Widerstand aus Australien

Dem Australier Assange wird von US-Seite Spionage und Computerkriminalität vorgeworfen und auf seine Auslieferung aus Großbritannien gedrungen, um ihm den Prozess machen zu können. Er soll auf Grundlage eines über einhundert Jahre alten Spionagegesetzes angeklagt werden. Ihm drohen bei einer Verurteilung bis zu 175 Jahre Haft.

In seinem Heimatland stößt dieses Ansinnen auf Widerstand: Im Februar stimmte das australische Parlament einem Antrag zu, der die Überstellung von Assange nach Australien fordert.
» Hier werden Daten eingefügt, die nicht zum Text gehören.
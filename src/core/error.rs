//! Typed error handling for sileo
//!
//! Resource operations fail with one of two families of errors:
//!
//! - [`ApiError`]: request-level failures (permission denied, not found,
//!   method not supported). They carry a status, a detail message, a code and
//!   optional extras, and convert into the uniform [`Envelope`] at the
//!   transport boundary.
//! - Everything else ([`RegistryError`], [`ConfigError`], [`StorageError`],
//!   [`CacheError`]): misconfiguration or backend faults that the engine does
//!   not turn into an envelope.
//!
//! # Example
//!
//! ```rust,ignore
//! match resource.dispatch(call).await {
//!     Ok(envelope) => envelope,
//!     Err(SileoError::Api(e)) => e.get_context(),
//!     Err(e) => return Err(e),
//! }
//! ```

use crate::core::response::Envelope;
use axum::Json;
use axum::http::StatusCode;
use axum::response::{IntoResponse, Response};
use serde_json::{Map, Value, json};
use std::fmt;

/// The main error type for sileo
#[derive(Debug)]
pub enum SileoError {
    /// Request-level failures that map onto an envelope
    Api(ApiError),

    /// Registration or lookup failures in the resource registry
    Registry(RegistryError),

    /// Resource misconfiguration
    Config(ConfigError),

    /// Object store failures
    Storage(StorageError),

    /// Cache backend failures
    Cache(CacheError),
}

impl fmt::Display for SileoError {
    fn fmt(&self, f: &mut fmt::Formatter<'_>) -> fmt::Result {
        match self {
            SileoError::Api(e) => write!(f, "{}", e),
            SileoError::Registry(e) => write!(f, "{}", e),
            SileoError::Config(e) => write!(f, "{}", e),
            SileoError::Storage(e) => write!(f, "{}", e),
            SileoError::Cache(e) => write!(f, "{}", e),
        }
    }
}

impl std::error::Error for SileoError {
    fn source(&self) -> Option<&(dyn std::error::Error + 'static)> {
        match self {
            SileoError::Api(e) => Some(e),
            SileoError::Registry(e) => Some(e),
            SileoError::Config(e) => Some(e),
            SileoError::Storage(e) => Some(e),
            SileoError::Cache(e) => Some(e),
        }
    }
}

impl SileoError {
    /// Get the HTTP status code for this error
    pub fn status_code(&self) -> StatusCode {
        match self {
            SileoError::Api(e) => e.status(),
            SileoError::Registry(RegistryError::NotFound { .. }) => StatusCode::NOT_FOUND,
            SileoError::Registry(_) => StatusCode::INTERNAL_SERVER_ERROR,
            SileoError::Config(_) => StatusCode::INTERNAL_SERVER_ERROR,
            SileoError::Storage(_) => StatusCode::INTERNAL_SERVER_ERROR,
            SileoError::Cache(_) => StatusCode::INTERNAL_SERVER_ERROR,
        }
    }

    /// Get the error code for this error
    pub fn error_code(&self) -> &str {
        match self {
            SileoError::Api(e) => e.code(),
            SileoError::Registry(e) => e.error_code(),
            SileoError::Config(e) => e.error_code(),
            SileoError::Storage(_) => "storage_error",
            SileoError::Cache(_) => "cache_error",
        }
    }

    /// Whether the transport boundary answers this error with an envelope
    ///
    /// Unknown registry entries are reported as not found; everything that
    /// is not an [`ApiError`] is otherwise a fault.
    pub fn is_recoverable(&self) -> bool {
        matches!(
            self,
            SileoError::Api(_) | SileoError::Registry(RegistryError::NotFound { .. })
        )
    }

    /// Convert a recoverable error into its envelope, handing faults back
    pub fn into_envelope(self) -> Result<Envelope, SileoError> {
        match self {
            SileoError::Api(e) => Ok(e.get_context()),
            SileoError::Registry(RegistryError::NotFound { .. }) => {
                Ok(ApiError::not_found().get_context())
            }
            other => Err(other),
        }
    }
}

impl IntoResponse for SileoError {
    fn into_response(self) -> Response {
        match self.into_envelope() {
            Ok(envelope) => envelope.into_response(),
            Err(fault) => {
                let status = fault.status_code();
                let body = Json(json!({
                    "data": {
                        "detail": fault.to_string(),
                        "code": fault.error_code(),
                    }
                }));
                (status, body).into_response()
            }
        }
    }
}

// =============================================================================
// API Errors
// =============================================================================

/// The request-level error kinds
#[derive(Debug, Clone, Copy, PartialEq, Eq)]
pub enum ApiErrorKind {
    /// A method-level or object-level permission check failed
    PermissionDenied,

    /// Missing required filters, zero or ambiguous matches, unknown resources
    NotFound,

    /// The method is not enabled on the resource
    MethodNotSupported,
}

impl ApiErrorKind {
    pub fn default_detail(&self) -> &'static str {
        match self {
            ApiErrorKind::PermissionDenied => "You do not have permission to access the resource.",
            ApiErrorKind::NotFound => "Object not found.",
            ApiErrorKind::MethodNotSupported => {
                "The method you are trying to access is not supported by the resource."
            }
        }
    }

    pub fn default_code(&self) -> &'static str {
        match self {
            ApiErrorKind::PermissionDenied => "permission_denied",
            ApiErrorKind::NotFound => "object_not_found",
            ApiErrorKind::MethodNotSupported => "method_not_supported",
        }
    }

    /// Not found and method not supported share 404 unless overridden
    pub fn default_status(&self) -> StatusCode {
        match self {
            ApiErrorKind::PermissionDenied => StatusCode::FORBIDDEN,
            ApiErrorKind::NotFound => StatusCode::NOT_FOUND,
            ApiErrorKind::MethodNotSupported => StatusCode::NOT_FOUND,
        }
    }
}

/// A request-level failure carrying its own response payload
#[derive(Debug, Clone, PartialEq)]
pub struct ApiError {
    kind: ApiErrorKind,
    status: StatusCode,
    detail: String,
    code: String,
    extras: Map<String, Value>,
}

impl ApiError {
    /// Create an error of the given kind with its default status, detail and code
    pub fn new(kind: ApiErrorKind) -> Self {
        Self {
            kind,
            status: kind.default_status(),
            detail: kind.default_detail().to_string(),
            code: kind.default_code().to_string(),
            extras: Map::new(),
        }
    }

    pub fn permission_denied() -> Self {
        Self::new(ApiErrorKind::PermissionDenied)
    }

    pub fn not_found() -> Self {
        Self::new(ApiErrorKind::NotFound)
    }

    pub fn method_not_supported() -> Self {
        Self::new(ApiErrorKind::MethodNotSupported)
    }

    pub fn with_detail(mut self, detail: impl Into<String>) -> Self {
        self.detail = detail.into();
        self
    }

    pub fn with_code(mut self, code: impl Into<String>) -> Self {
        self.code = code.into();
        self
    }

    pub fn with_status(mut self, status: StatusCode) -> Self {
        self.status = status;
        self
    }

    /// Attach a structured payload; its own `detail`/`code` keys win over the defaults
    pub fn with_extras(mut self, extras: Map<String, Value>) -> Self {
        self.extras = extras;
        self
    }

    pub fn kind(&self) -> ApiErrorKind {
        self.kind
    }

    pub fn status(&self) -> StatusCode {
        self.status
    }

    pub fn detail(&self) -> &str {
        &self.detail
    }

    pub fn code(&self) -> &str {
        &self.code
    }

    pub fn extras(&self) -> &Map<String, Value> {
        &self.extras
    }

    /// The serializable payload sent as the response data
    pub fn get_full_details(&self) -> Map<String, Value> {
        let mut details = self.extras.clone();
        if !details.contains_key("detail") {
            details.insert("detail".to_string(), Value::String(self.detail.clone()));
        }
        if !details.contains_key("code") {
            details.insert("code".to_string(), Value::String(self.code.clone()));
        }
        details
    }

    /// The uniform `{status_code, data}` envelope for this error
    pub fn get_context(&self) -> Envelope {
        Envelope::new(self.status, Value::Object(self.get_full_details()))
    }
}

impl fmt::Display for ApiError {
    fn fmt(&self, f: &mut fmt::Formatter<'_>) -> fmt::Result {
        write!(f, "{}", self.detail)
    }
}

impl std::error::Error for ApiError {}

impl From<ApiError> for SileoError {
    fn from(err: ApiError) -> Self {
        SileoError::Api(err)
    }
}

// =============================================================================
// Registry Errors
// =============================================================================

/// Errors raised while registering or looking up resources
#[derive(Debug, Clone, PartialEq, Eq, thiserror::Error)]
pub enum RegistryError {
    #[error("Version {version} not allowed")]
    VersionNotAllowed { version: String },

    #[error("Resource already registered: {version}/{namespace}/{name}")]
    AlreadyRegistered {
        version: String,
        namespace: String,
        name: String,
    },

    #[error("Resource '{namespace}':'{name}' is not available for version {version}")]
    NotFound {
        version: String,
        namespace: String,
        name: String,
    },
}

impl RegistryError {
    pub fn error_code(&self) -> &'static str {
        match self {
            RegistryError::VersionNotAllowed { .. } => "version_not_allowed",
            RegistryError::AlreadyRegistered { .. } => "already_registered",
            RegistryError::NotFound { .. } => "object_not_found",
        }
    }
}

impl From<RegistryError> for SileoError {
    fn from(err: RegistryError) -> Self {
        SileoError::Registry(err)
    }
}

// =============================================================================
// Config Errors
// =============================================================================

/// Errors caused by how a resource is declared
#[derive(Debug, Clone, PartialEq, Eq)]
pub enum ConfigError {
    /// `create`, `update` or `form_dict` ran on a resource without a form
    MissingFormClass { resource: String },

    /// A derived field names a method the resource does not provide
    MissingMethod { resource: String, method: String },

    /// A rate string is not of the form `<count>/<seconds>`
    InvalidRate { rate: String },
}

impl fmt::Display for ConfigError {
    fn fmt(&self, f: &mut fmt::Formatter<'_>) -> fmt::Result {
        match self {
            ConfigError::MissingFormClass { resource } => {
                write!(f, "{} did not specify a form_class", resource)
            }
            ConfigError::MissingMethod { resource, method } => {
                write!(f, "'{}' has no method '{}'", resource, method)
            }
            ConfigError::InvalidRate { rate } => {
                write!(f, "Invalid rate '{}', expected '<count>/<seconds>'", rate)
            }
        }
    }
}

impl std::error::Error for ConfigError {}

impl ConfigError {
    pub fn error_code(&self) -> &'static str {
        match self {
            ConfigError::MissingFormClass { .. } => "missing_form_class",
            ConfigError::MissingMethod { .. } => "missing_method",
            ConfigError::InvalidRate { .. } => "invalid_rate",
        }
    }
}

impl From<ConfigError> for SileoError {
    fn from(err: ConfigError) -> Self {
        SileoError::Config(err)
    }
}

// =============================================================================
// Storage Errors
// =============================================================================

/// Errors reported by an object store
#[derive(Debug, Clone, PartialEq, Eq, thiserror::Error)]
pub enum StorageError {
    #[error("{model} matching query does not exist")]
    DoesNotExist { model: String },

    #[error("get() returned {count} {model} rows, expected exactly one")]
    MultipleObjectsReturned { model: String, count: usize },

    #[error("Unknown model: {model}")]
    UnknownModel { model: String },

    #[error("{model} has no relation '{relation}'")]
    UnknownRelation { model: String, relation: String },

    #[error("Invalid lookup '{lookup}': {message}")]
    InvalidLookup { lookup: String, message: String },

    #[error("Storage backend error: {message}")]
    Backend { message: String },
}

impl StorageError {
    /// Whether this is one of the "not exactly one row" lookup failures
    pub fn is_lookup_miss(&self) -> bool {
        matches!(
            self,
            StorageError::DoesNotExist { .. } | StorageError::MultipleObjectsReturned { .. }
        )
    }
}

impl From<StorageError> for SileoError {
    fn from(err: StorageError) -> Self {
        SileoError::Storage(err)
    }
}

// =============================================================================
// Cache Errors
// =============================================================================

/// Errors reported by a cache backend
#[derive(Debug, Clone, PartialEq, Eq, thiserror::Error)]
pub enum CacheError {
    #[error("Key '{key}' not found")]
    MissingKey { key: String },

    #[error("Value at '{key}' is not an integer")]
    NotAnInteger { key: String },

    #[error("Cache backend error: {message}")]
    Backend { message: String },
}

impl From<CacheError> for SileoError {
    fn from(err: CacheError) -> Self {
        SileoError::Cache(err)
    }
}

// =============================================================================
// Result type alias
// =============================================================================

/// A specialized Result type for sileo operations
pub type SileoResult<T> = Result<T, SileoError>;

// =============================================================================
// Tests
// =============================================================================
Auch die australische Regierung setzt sich mittlerweile für eine Ende des Auslieferungsverfahrens ein. US-Präsident Joe Biden hatte zwar im April gesagt, dass er das Ersuchen Australiens erwäge, die Strafverfolgung von Assange einzustellen. Allerdings blieb es bei dieser Aussage. Biden könnte das Auslieferungsbegehren jederzeit stoppen, das ist jedoch bisher nicht geschehen.

Assange befindet sich seit mehr als fünf Jahren im britischen Hochsicherheitsgefängnis Belmarsh in Haft und bleibt bis auf Weiteres auch dort. Die heutige Anhörung hat eine große internationale Aufmerksamkeit erregt. Der Grund dafür ist die hohe Bedeutung des Assange-Falles für die Pressefreiheit weltweit. Denn der Australier hat in Zusammenarbeit mit internationalen Medienhäusern im Kern journalistisch gearbeitet. Seine Auslieferung wäre daher ein gefährlicher Präzedenzfall für die Verfolgung von investigativen ausländischen Journalisten.